Sleep studies summarize various parameters on sleep, ventilation, oxygen saturation, and limb movement. They help evaluate the sleep profile and identify sleep-associated diseases. Sleep studies are typically divided into four categories based on the number of channels and presence or absence of attendance during the procedure. The attended PSG (Level 1) is the gold standard for diagnosis of sleep-related breathing disturbances (SRBDs), and allows a reliable diagnosis taking into account all aspects obtained in the differential diagnosis. Attended PSG is recommended in patients with comorbidities such as chronic obstructive pulmonary disease, heart failure, or renal failure, in patients with low pretest probability, and in patients suspected of sleep-related diseases other than OSA. A third-level device (polygraphy) is sufficient to confirm the diagnosis in patients with a high pretest probability for OSA. Third and fourth level devices are screening tools to evaluate the pretest probability of the presence or absence of SRBD, but they are not suitable for final diagnosis.


SRBDs are present in three major entities, differing substantially in pathophysiological and therapeutical aspects. They comprise obstructive and central sleep apnea (CSA) as well as alveolar hypoventilation syndromes. The detection, differentiation, and clinical evaluation of SRBD requires profound anamnesis and physical examination along with extensive medical tests, including specific questionnaires, as well as electrophysiological and instrument-based tests.
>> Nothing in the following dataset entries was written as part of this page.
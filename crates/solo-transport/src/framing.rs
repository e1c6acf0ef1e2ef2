//! NUL-terminated record framing
//!
//! Wire format: each record is an arbitrary byte string without `0x00`,
//! followed by a single `0x00`. There is no length prefix; a reader finds
//! boundaries only by scanning for the terminator, so reassembly must not
//! care how the stream was split into reads.

use std::collections::VecDeque;
use std::time::Duration;

use tokio::io::{AsyncRead, AsyncReadExt, AsyncWrite, AsyncWriteExt};

use solo_core::prelude::*;

/// Record terminator on the wire.
pub const TERMINATOR: u8 = 0;

/// Size of each read from the socket.
const READ_CHUNK_SIZE: usize = 1024;

/// Reject records that would be split by the terminator.
pub fn validate_record(record: &[u8]) -> Result<()> {
    match record.iter().position(|&b| b == TERMINATOR) {
        Some(offset) => Err(Error::EmbeddedTerminator { offset }),
        None => Ok(()),
    }
}

/// Frame a record for the wire: `record ++ [0x00]`.
pub fn frame(record: &[u8]) -> Result<Vec<u8>> {
    validate_record(record)?;
    let mut framed = Vec::with_capacity(record.len() + 1);
    framed.extend_from_slice(record);
    framed.push(TERMINATOR);
    Ok(framed)
}

/// Incremental record reassembly.
///
/// Bytes are fed in whatever chunks the transport produced; complete
/// records are split off as soon as their terminator arrives and the
/// unterminated tail is kept until more bytes come in.
#[derive(Debug, Default)]
pub struct RecordDecoder {
    partial: Vec<u8>,
    complete: VecDeque<Vec<u8>>,
    buffered: usize,
}

impl RecordDecoder {
    pub fn new() -> Self {
        Self::default()
    }

    /// Append bytes read from the stream.
    pub fn feed(&mut self, chunk: &[u8]) {
        self.buffered += chunk.len();

        let mut rest = chunk;
        while let Some(pos) = rest.iter().position(|&b| b == TERMINATOR) {
            let mut record = std::mem::take(&mut self.partial);
            record.extend_from_slice(&rest[..pos]);
            self.complete.push_back(record);
            rest = &rest[pos + 1..];
        }
        self.partial.extend_from_slice(rest);
    }

    /// Pop the oldest complete record.
    pub fn next_record(&mut self) -> Option<Vec<u8>> {
        let record = self.complete.pop_front()?;
        self.buffered -= record.len() + 1;
        Some(record)
    }

    /// Bytes currently held, complete records and partial tail included.
    pub fn buffered_len(&self) -> usize {
        self.buffered
    }

    /// Length of the unterminated tail.
    pub fn partial_len(&self) -> usize {
        self.partial.len()
    }

    /// End of stream: hand back every complete record in order.
    ///
    /// Bytes after the last terminator are not a record; only their count
    /// survives, so the caller can report the truncation.
    pub fn finish(mut self) -> Reassembled {
        let truncated = self.partial.len();
        Reassembled {
            records: self.complete.drain(..).collect(),
            truncated,
        }
    }
}

/// Records recovered from one finished stream.
#[derive(Debug, Default, Clone, PartialEq, Eq)]
pub struct Reassembled {
    pub records: Vec<Vec<u8>>,
    /// Trailing bytes that never saw a terminator (dropped).
    pub truncated: usize,
}

/// Bounds applied while reading one connection.
#[derive(Debug, Clone, Copy)]
pub struct ReadLimits {
    /// Longest wait for the next chunk before giving up on the peer.
    pub idle_timeout: Duration,
    /// Most bytes buffered for one connection.
    pub max_bytes: usize,
}

impl Default for ReadLimits {
    fn default() -> Self {
        Self {
            idle_timeout: Duration::from_secs(5),
            max_bytes: 1024 * 1024,
        }
    }
}

/// Why reading a stream stopped.
#[derive(Debug, Clone, PartialEq, Eq)]
pub enum StreamEnd {
    /// Peer closed its write side.
    Eof,
    /// Read failed; treated as end of data.
    Failed(String),
    /// No data for longer than the idle timeout.
    TimedOut,
    /// Peer sent more than the buffer limit.
    TooLarge,
}

/// Result of [`read_records`].
#[derive(Debug, Clone)]
pub struct ReadOutcome {
    pub reassembled: Reassembled,
    pub end: StreamEnd,
}

/// Read a stream until it ends and reassemble its records.
///
/// Never fails: every way a stream can stop is reported in
/// [`ReadOutcome::end`] together with whatever complete records arrived
/// before it.
pub async fn read_records<R>(reader: &mut R, limits: ReadLimits) -> ReadOutcome
where
    R: AsyncRead + Unpin,
{
    let mut decoder = RecordDecoder::new();
    let mut buf = [0u8; READ_CHUNK_SIZE];

    let end = loop {
        match tokio::time::timeout(limits.idle_timeout, reader.read(&mut buf)).await {
            Err(_) => break StreamEnd::TimedOut,
            Ok(Ok(0)) => break StreamEnd::Eof,
            Ok(Ok(n)) => {
                trace!("read {} bytes", n);
                decoder.feed(&buf[..n]);
                if decoder.buffered_len() > limits.max_bytes {
                    break StreamEnd::TooLarge;
                }
            }
            Ok(Err(e)) => break StreamEnd::Failed(e.to_string()),
        }
    };

    ReadOutcome {
        reassembled: decoder.finish(),
        end,
    }
}

/// Write one framed record, retrying short writes until it is all out.
pub async fn write_record<W>(writer: &mut W, record: &[u8]) -> Result<()>
where
    W: AsyncWrite + Unpin,
{
    let framed = frame(record)?;
    writer.write_all(&framed).await.map_err(|e| {
        if e.kind() == std::io::ErrorKind::WriteZero {
            Error::transport("peer stopped accepting data mid-record")
        } else {
            Error::transport(format!("write failed: {}", e))
        }
    })?;
    writer
        .flush()
        .await
        .map_err(|e| Error::transport(format!("flush failed: {}", e)))
}

#[cfg(test)]
mod tests {
    use super::*;

    fn wire(records: &[&str]) -> Vec<u8> {
        records
            .iter()
            .flat_map(|r| frame(r.as_bytes()).unwrap())
            .collect()
    }

    #[test]
    fn test_frame_appends_terminator() {
        assert_eq!(frame(b"012 ").unwrap(), b"012 \0".to_vec());
        assert_eq!(frame(b"").unwrap(), vec![0u8]);
    }

    #[test]
    fn test_frame_rejects_embedded_nul() {
        let err = frame(b"ab\0cd").unwrap_err();
        assert!(matches!(err, Error::EmbeddedTerminator { offset: 2 }));
    }

    #[test]
    fn test_decoder_single_feed() {
        let mut decoder = RecordDecoder::new();
        decoder.feed(&wire(&["one", "two", "three"]));
        let out = decoder.finish();
        assert_eq!(
            out.records,
            vec![b"one".to_vec(), b"two".to_vec(), b"three".to_vec()]
        );
        assert_eq!(out.truncated, 0);
    }

    #[test]
    fn test_decoder_any_chunking_yields_same_records() {
        let records = ["013 file:///a.mp4", "file:///b.mp4", "", "file:///c.mp4"];
        let bytes = wire(&records);
        let expected: Vec<Vec<u8>> = records.iter().map(|r| r.as_bytes().to_vec()).collect();

        for chunk_size in 1..=bytes.len() {
            let mut decoder = RecordDecoder::new();
            for chunk in bytes.chunks(chunk_size) {
                decoder.feed(chunk);
            }
            let out = decoder.finish();
            assert_eq!(out.records, expected, "chunk size {}", chunk_size);
            assert_eq!(out.truncated, 0);
        }
    }

    #[test]
    fn test_decoder_mixed_chunk_sizes() {
        let records = [
            "014 file:///videos/a.mp4",
            "file:///videos/b.mp4",
            "",
            "x",
            "file:///videos/c%20d.mp4",
        ];
        let bytes = wire(&records);
        let expected: Vec<Vec<u8>> = records.iter().map(|r| r.as_bytes().to_vec()).collect();

        for seed in 1..=64u32 {
            // xorshift32: a different run of split points per seed
            let mut state = seed;
            let mut next_len = || {
                state ^= state << 13;
                state ^= state >> 17;
                state ^= state << 5;
                (state % 9) as usize + 1
            };

            let mut decoder = RecordDecoder::new();
            let mut rest = &bytes[..];
            let mut splits = Vec::new();
            while !rest.is_empty() {
                let len = next_len().min(rest.len());
                let (chunk, tail) = rest.split_at(len);
                decoder.feed(chunk);
                splits.push(len);
                rest = tail;
            }

            let out = decoder.finish();
            assert_eq!(out.records, expected, "seed {} splits {:?}", seed, splits);
            assert_eq!(out.truncated, 0);
        }
    }

    #[test]
    fn test_decoder_uneven_chunks() {
        let bytes = wire(&["alpha", "beta"]);
        let mut decoder = RecordDecoder::new();
        // Split right before and right after the first terminator.
        decoder.feed(&bytes[..5]);
        assert!(decoder.next_record().is_none());
        decoder.feed(&bytes[5..6]);
        assert_eq!(decoder.next_record(), Some(b"alpha".to_vec()));
        decoder.feed(&bytes[6..]);
        assert_eq!(decoder.next_record(), Some(b"beta".to_vec()));
        assert_eq!(decoder.buffered_len(), 0);
    }

    #[test]
    fn test_decoder_drops_unterminated_tail() {
        let mut decoder = RecordDecoder::new();
        decoder.feed(b"first\0sec");
        assert_eq!(decoder.partial_len(), 3);
        let out = decoder.finish();
        assert_eq!(out.records, vec![b"first".to_vec()]);
        assert_eq!(out.truncated, 3);
    }

    #[test]
    fn test_decoder_only_unterminated_bytes() {
        let mut decoder = RecordDecoder::new();
        decoder.feed(b"play");
        let out = decoder.finish();
        assert!(out.records.is_empty());
        assert_eq!(out.truncated, 4);
    }

    #[tokio::test]
    async fn test_read_records_across_partial_reads() {
        let mut reader = tokio_test::io::Builder::new()
            .read(b"004 ")
            .read(b"\0013 file:///a")
            .read(b".mp4\0")
            .build();

        let outcome = read_records(&mut reader, ReadLimits::default()).await;
        assert_eq!(outcome.end, StreamEnd::Eof);
        assert_eq!(
            outcome.reassembled.records,
            vec![b"004 ".to_vec(), b"013 file:///a.mp4".to_vec()]
        );
    }

    #[tokio::test]
    async fn test_read_records_error_keeps_complete_records() {
        let mut reader = tokio_test::io::Builder::new()
            .read(b"005 \0half")
            .read_error(std::io::Error::new(
                std::io::ErrorKind::ConnectionReset,
                "reset",
            ))
            .build();

        let outcome = read_records(&mut reader, ReadLimits::default()).await;
        assert!(matches!(outcome.end, StreamEnd::Failed(_)));
        assert_eq!(outcome.reassembled.records, vec![b"005 ".to_vec()]);
        assert_eq!(outcome.reassembled.truncated, 4);
    }

    #[tokio::test]
    async fn test_read_records_enforces_size_limit() {
        let mut reader = tokio_test::io::Builder::new()
            .read(&[b'x'; 64])
            .build();
        let limits = ReadLimits {
            idle_timeout: Duration::from_secs(1),
            max_bytes: 16,
        };

        let outcome = read_records(&mut reader, limits).await;
        assert_eq!(outcome.end, StreamEnd::TooLarge);
        assert!(outcome.reassembled.records.is_empty());
    }

    #[tokio::test]
    async fn test_read_records_idle_timeout() {
        let (mut client, mut server) = tokio::io::duplex(64);
        client.write_all(b"012 \0").await.unwrap();

        let limits = ReadLimits {
            idle_timeout: Duration::from_millis(50),
            max_bytes: 1024,
        };
        let outcome = read_records(&mut server, limits).await;
        assert_eq!(outcome.end, StreamEnd::TimedOut);
        assert_eq!(outcome.reassembled.records, vec![b"012 ".to_vec()]);
        drop(client);
    }

    #[tokio::test]
    async fn test_write_record_frames_bytes() {
        let mut writer = tokio_test::io::Builder::new()
            .write(b"013 file:///a.mp4\0")
            .build();
        write_record(&mut writer, b"013 file:///a.mp4").await.unwrap();
    }

    #[tokio::test]
    async fn test_write_record_rejects_nul() {
        let mut writer = tokio_test::io::Builder::new().build();
        let err = write_record(&mut writer, b"bad\0record").await.unwrap_err();
        assert!(matches!(err, Error::EmbeddedTerminator { offset: 3 }));
    }
}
3.3.1 Differential Diagnosis in Sleep-Related Breathing Disturbances


With an incidence of 90%, OSA is the most common phenotype of SRBD. The prevalence of OSA increases with age and BMI and is associated with a restriction of the upper airways. 28 There is a higher prevalence in men (13%) as compared to women (6%). 29 Skeletal dysmorphias of the facial skull, enlarged tonsils and tongue, fat deposits at the soft tissues of the neck as well as cranial movement of the pulmonic-bronchial-tracheal system predispose to upper airway obstruction. Dilating muscles compensate upper airway obstruction during daytime, but muscle relaxation during sleep supports a reduction or complete interruption of respiratory flow. 30 , 31 One major aspect in the distinction toward CSA is the continuation of respiratory effort in case of OSA.


CSA represents about 10% of SRBD. Within the group of patients suffering from neurological diseases (e.g., stroke), renal failure, and especially systolic heart failure, prevalence of CSA is estimated at 21 to 37%. 32 , 33 CSA is characterized by the cessation of airflow and accompanying absence of respiratory effort. The pathogenesis of CSA is still object of research, so by now the classification of CSA is based on the etiology (e.g., CSA due to medication, high altitude, systolic heart failure, etc.). 34 However, the “loop gain” idea in patients with periodic breathing due to systolic heart failure represents a key concept in understanding the phenomenon of CSA. 35 The loop gain is based on a model known from engineering, defining the response of the respiratory system to changes of PaCO2. Patients with systolic heart failure show an increased left atrial pressure and an accompanying tendency to chronic hyperventilation. In addition, overreacting chemoreceptors support an overshoot of ventilation in case of slight fluctuations of PaCO2, which are quite common during the transition from wakefulness to sleep. An additional reduction of PaCO2 is followed by a decrease of respiratory drive, which leads to apneas or hypopneas and an increase of PaCO2 again. Thus, overreacting chemoreceptors result in alternating conditions of hyper- and hypoventilation (waxing and waning). 35


Alveolar hypoventilation syndromes are characterized by a reduction of minute ventilation leading to chronic hypercapnia. Various diseases induce alveolar hypoventilation including diseases of respiratory drive, for example, obesity hypoventilation syndrome (OHS), failure of the neuromuscular or skeletal system (e.g., muscular dystrophy, diaphragm paralysis, or scoliosis), and pulmonary disorders such as the chronic obstructive lung disease. As minute ventilation during sleep is reduced in healthy persons by 10 to 15%, chronic ventilatory failure unmasks at first during sleep. Typical characteristics include an increase of PaCO2 with a subsidiary sustained decrease of oxygen saturation. Alveolar hypoventilation syndromes often remain undetected in sleep medicine, as a continuous reduction of flow and effort may be overseen in PSG and necessary PCO2 measurements (e.g., transcutaneous capnometry) are not performed routinely.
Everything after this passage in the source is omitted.